«Rendez le corps» de Maskhadov


Liberation

Un Jordanien d'origine tchétchène tient le portrait d'Aslan Maskhadov, l'ex-président indépendantiste de Tchétchénie, devant le bureau des Nations Unies à Amman (Jordanie). Les autorités de Moscou refusent de rendre le corps de Maskhadov, tué par l'armée russe la semaine dernière, à sa famille. Pour Moscou, le seul président élu de la petite république du Caucase est un «terroriste international», et sa dépouille, selon la loi antiterroriste russe, doit être enterrée secrètement. «Nous jugeons honteux le refus de transmettre les restes du défunt à sa famille pour les funérailles», ont réagi lundi dans un communiqué commun trois organisations russes de défense des droits de l'Homme. Le fils et la femme du leader tchétchène ont envoyé une lettre aux chefs d'Etat occidentaux pour qu'ils fassent pression sur le président Vladimir Poutine.

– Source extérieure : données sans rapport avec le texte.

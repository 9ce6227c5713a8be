//! # cadence-renderer
//!
//! Tera-based renderer turning a [`cadence_core::Snapshot`] into the full
//! text of a reverse-proxy configuration.
//!
//! ## Usage
//!
//! ```rust,no_run
//! use cadence_core::Snapshot;
//! use cadence_renderer::Renderer;
//!
//! fn render(snapshot: &Snapshot) {
//!     if let Ok(renderer) = Renderer::new() {
//!         if let Ok(text) = renderer.render(snapshot) {
//!             println!("{} bytes", text.len());
//!         }
//!     }
//! }
//! ```

pub mod context;
pub mod engine;
pub mod error;

pub use context::TemplateContext;
pub use engine::{Renderer, TemplateEngine};
pub use error::RenderError;
//! Serializable rendering payload built from a [`Snapshot`].
//!
//! Carries no timestamps: identical snapshots must render to identical bytes.

use std::collections::BTreeMap;

use serde::{Deserialize, Serialize};

use cadence_core::{Instance, Snapshot, WorkloadGroup};

use crate::error::RenderError;

/// Label naming the virtual host an app should be served under.
pub const VHOST_LABEL: &str = "cadence.vhost";

/// Rendering payload handed to Tera.
#[derive(Debug, Clone, Serialize, Deserialize)]
pub struct TemplateContext {
    /// Apps keyed by flattened id; iterates in id order.
    pub apps: BTreeMap<String, AppCtx>,
    pub app_count: usize,
    pub task_count: usize,
    pub meta: MetaCtx,
}

/// One workload group.
#[derive(Debug, Clone, Serialize, Deserialize)]
pub struct AppCtx {
    pub app_id: String,
    pub env: BTreeMap<String, String>,
    pub labels: BTreeMap<String, String>,
    /// Value of the [`VHOST_LABEL`] label, if set.
    pub vhost: Option<String>,
    pub tasks: Vec<TaskCtx>,
}

/// One serviceable instance.
#[derive(Debug, Clone, Serialize, Deserialize)]
pub struct TaskCtx {
    pub id: String,
    pub host: String,
    /// First bound port; the common case for single-port apps.
    pub port: u16,
    pub ports: Vec<u16>,
    pub service_ports: Vec<u16>,
    pub version: Option<String>,
}

#[derive(Debug, Clone, Serialize, Deserialize)]
pub struct MetaCtx {
    pub cadence_version: String,
}

impl From<&Instance> for TaskCtx {
    fn from(instance: &Instance) -> Self {
        Self {
            id: instance.id.clone(),
            host: instance.host.clone(),
            port: instance.ports.first().copied().unwrap_or_default(),
            ports: instance.ports.clone(),
            service_ports: instance.service_ports.clone(),
            version: instance.version.clone(),
        }
    }
}

impl From<&WorkloadGroup> for AppCtx {
    fn from(group: &WorkloadGroup) -> Self {
        Self {
            app_id: group.id.to_string(),
            env: group.env.clone(),
            labels: group.labels.clone(),
            vhost: group.labels.get(VHOST_LABEL).cloned(),
            tasks: group.instances.iter().map(TaskCtx::from).collect(),
        }
    }
}

impl TemplateContext {
    pub fn from_snapshot(snapshot: &Snapshot) -> Self {
        let apps: BTreeMap<String, AppCtx> = snapshot
            .groups
            .iter()
            .map(|(id, group)| (id.to_string(), AppCtx::from(group)))
            .collect();
        Self {
            app_count: apps.len(),
            task_count: snapshot.instance_count(),
            apps,
            meta: MetaCtx {
                cadence_version: env!("CARGO_PKG_VERSION").to_string(),
            },
        }
    }

    pub fn to_tera_context(&self) -> Result<tera::Context, RenderError> {
        tera::Context::from_serialize(self).map_err(|source| RenderError::Render {
            template: crate::engine::ROOT_TEMPLATE,
            source,
        })
    }
}

#[cfg(test)]
mod tests {
    use super::*;
    use cadence_core::{AppId, Task};

    fn snapshot() -> Snapshot {
        let mut labels = BTreeMap::new();
        labels.insert(VHOST_LABEL.to_string(), "api.example.com".to_string());
        let group = WorkloadGroup {
            id: AppId::from("team-api"),
            env: BTreeMap::new(),
            labels,
            instances: vec![Instance::from(&Task {
                id: "api.1".into(),
                host: "10.0.0.2".into(),
                ports: vec![31005, 31006],
                ..Task::default()
            })],
        };
        let mut snapshot = Snapshot::default();
        snapshot.groups.insert(group.id.clone(), group);
        snapshot
    }

    #[test]
    fn from_snapshot_maps_groups() {
        let ctx = TemplateContext::from_snapshot(&snapshot());
        assert_eq!(ctx.app_count, 1);
        assert_eq!(ctx.task_count, 1);
        let app = ctx.apps.get("team-api").expect("app");
        assert_eq!(app.vhost.as_deref(), Some("api.example.com"));
        assert_eq!(app.tasks[0].port, 31005);
        assert_eq!(app.tasks[0].ports, vec![31005, 31006]);
    }

    #[test]
    fn to_tera_context_succeeds() {
        let ctx = TemplateContext::from_snapshot(&snapshot());
        ctx.to_tera_context().expect("context conversion");
    }
}
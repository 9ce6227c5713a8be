//! Event watcher: turns the orchestrator's change stream into triggers.

use std::sync::Arc;
use std::time::Duration;

use futures::StreamExt;
use tokio::sync::broadcast;

use cadence_core::Orchestrator;

use crate::error::DaemonError;
use crate::trigger::{TriggerSender, TriggerSource};

/// Subscribe, forward relevant events, and resubscribe after
/// `reconnect_delay` whenever the stream fails or ends.
///
/// Returns when shutdown is signalled or the trigger queue is gone.
pub async fn event_watcher_task(
    orchestrator: Arc<dyn Orchestrator>,
    triggers: TriggerSender,
    reconnect_delay: Duration,
    mut shutdown_rx: broadcast::Receiver<()>,
) -> Result<(), DaemonError> {
    loop {
        tokio::select! {
            _ = shutdown_rx.recv() => return Ok(()),
            outcome = watch_once(orchestrator.as_ref(), &triggers) => match outcome {
                Ok(()) => tracing::warn!(
                    delay_ms = reconnect_delay.as_millis() as u64,
                    "event stream ended, reconnecting",
                ),
                Err(DaemonError::ChannelClosed(_)) => return Ok(()),
                Err(err) => tracing::warn!(
                    error = %err,
                    delay_ms = reconnect_delay.as_millis() as u64,
                    "event stream failed, reconnecting",
                ),
            }
        }

        tokio::select! {
            _ = shutdown_rx.recv() => return Ok(()),
            _ = tokio::time::sleep(reconnect_delay) => {}
        }
    }
}

/// One subscription, until the stream ends or errors.
async fn watch_once(
    orchestrator: &dyn Orchestrator,
    triggers: &TriggerSender,
) -> Result<(), DaemonError> {
    let mut events = orchestrator.subscribe_events().await?;
    triggers.trigger(TriggerSource::Connected)?;

    while let Some(event) = events.next().await {
        let event = event?;
        if event.is_relevant() {
            tracing::debug!(event = %event.event_type, "relevant event");
            triggers.trigger(TriggerSource::Event(event.event_type))?;
        } else {
            tracing::trace!(event = %event.event_type, "ignored event");
        }
    }
    Ok(())
}
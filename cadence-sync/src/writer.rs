//! Change-detecting atomic writer.
//!
//! ## `write_artifact` protocol
//!
//! 1. Render content (already done by caller).
//! 2. Compare byte-for-byte with the artifact on disk; skip if identical.
//! 3. Write to `<path>.cadence.tmp`.
//! 4. Run the validate command against the temp file, if configured.
//! 5. Rename to the final path (atomic on POSIX).
//!
//! A failure at any step leaves the previous artifact untouched.

use std::io::ErrorKind;
use std::path::{Path, PathBuf};

use sha2::{Digest, Sha256};

use crate::command::CommandSpec;
use crate::error::{io_err, SyncError};

/// Outcome of writing the artifact.
#[derive(Debug, Clone, PartialEq, Eq)]
pub enum WriteResult {
    /// Content differed (or the file did not exist) and was promoted.
    Written { path: PathBuf, digest: String },
    /// Rendered content matches the artifact on disk; nothing touched.
    Unchanged { path: PathBuf, digest: String },
    /// Dry run: the artifact *would* have been written.
    WouldWrite { path: PathBuf, digest: String },
}

impl WriteResult {
    /// `true` only when the artifact on disk was replaced.
    pub fn changed(&self) -> bool {
        matches!(self, WriteResult::Written { .. })
    }

    pub fn path(&self) -> &Path {
        match self {
            WriteResult::Written { path, .. }
            | WriteResult::Unchanged { path, .. }
            | WriteResult::WouldWrite { path, .. } => path,
        }
    }

    /// SHA-256 of the rendered content, hex encoded.
    pub fn digest(&self) -> &str {
        match self {
            WriteResult::Written { digest, .. }
            | WriteResult::Unchanged { digest, .. }
            | WriteResult::WouldWrite { digest, .. } => digest,
        }
    }
}

/// Hex SHA-256 of `content`.
pub fn digest(content: &str) -> String {
    let mut h = Sha256::new();
    h.update(content.as_bytes());
    hex::encode(h.finalize())
}

/// Temp sibling used for staging: `<path>.cadence.tmp`.
pub fn tmp_path(path: &Path) -> PathBuf {
    PathBuf::from(format!("{}.cadence.tmp", path.display()))
}

/// Write `content` to `path` if it differs from what is there.
pub async fn write_artifact(
    path: &Path,
    content: &str,
    validate: Option<&CommandSpec>,
    dry_run: bool,
) -> Result<WriteResult, SyncError> {
    let digest = digest(content);

    if let Some(existing) = read_existing(path)? {
        if existing == content.as_bytes() {
            tracing::debug!("unchanged: {}", path.display());
            return Ok(WriteResult::Unchanged {
                path: path.to_path_buf(),
                digest,
            });
        }
    }

    if dry_run {
        tracing::info!("[dry-run] would write: {}", path.display());
        return Ok(WriteResult::WouldWrite {
            path: path.to_path_buf(),
            digest,
        });
    }

    if let Some(parent) = path.parent().filter(|p| !p.as_os_str().is_empty()) {
        std::fs::create_dir_all(parent).map_err(|e| io_err(parent, e))?;
    }

    let tmp = tmp_path(path);
    std::fs::write(&tmp, content).map_err(|e| io_err(&tmp, e))?;

    if let Some(command) = validate {
        if let Err(e) = command.validate(&tmp).await {
            let _ = std::fs::remove_file(&tmp);
            return Err(e);
        }
    }

    if let Err(e) = std::fs::rename(&tmp, path) {
        let _ = std::fs::remove_file(&tmp);
        return Err(io_err(path, e));
    }

    tracing::info!("wrote: {}", path.display());
    Ok(WriteResult::Written {
        path: path.to_path_buf(),
        digest,
    })
}

/// Current artifact bytes, or `None` if there is no artifact yet.
pub(crate) fn read_existing(path: &Path) -> Result<Option<Vec<u8>>, SyncError> {
    match std::fs::read(path) {
        Ok(bytes) => Ok(Some(bytes)),
        Err(err) if err.kind() == ErrorKind::NotFound => Ok(None),
        Err(err) => Err(io_err(path, err)),
    }
}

Dans l'après-midi, les militaires russes ont fait sauté à l'explosif la maison dans laquelle Maskhadov avait été tué, indique l'AFP, citant une source anonyme au sein de l'administration tchétchène pro-russe. L'explosion était si puissante que la maison voisine a été endommagée. De l'autre côté de la rue, les fenêtres d'une école du village de Tolstoï-Iourt, au nord de la capitale Grozny,se sont brisées et son toit a été abîmé, a raconté le responsable.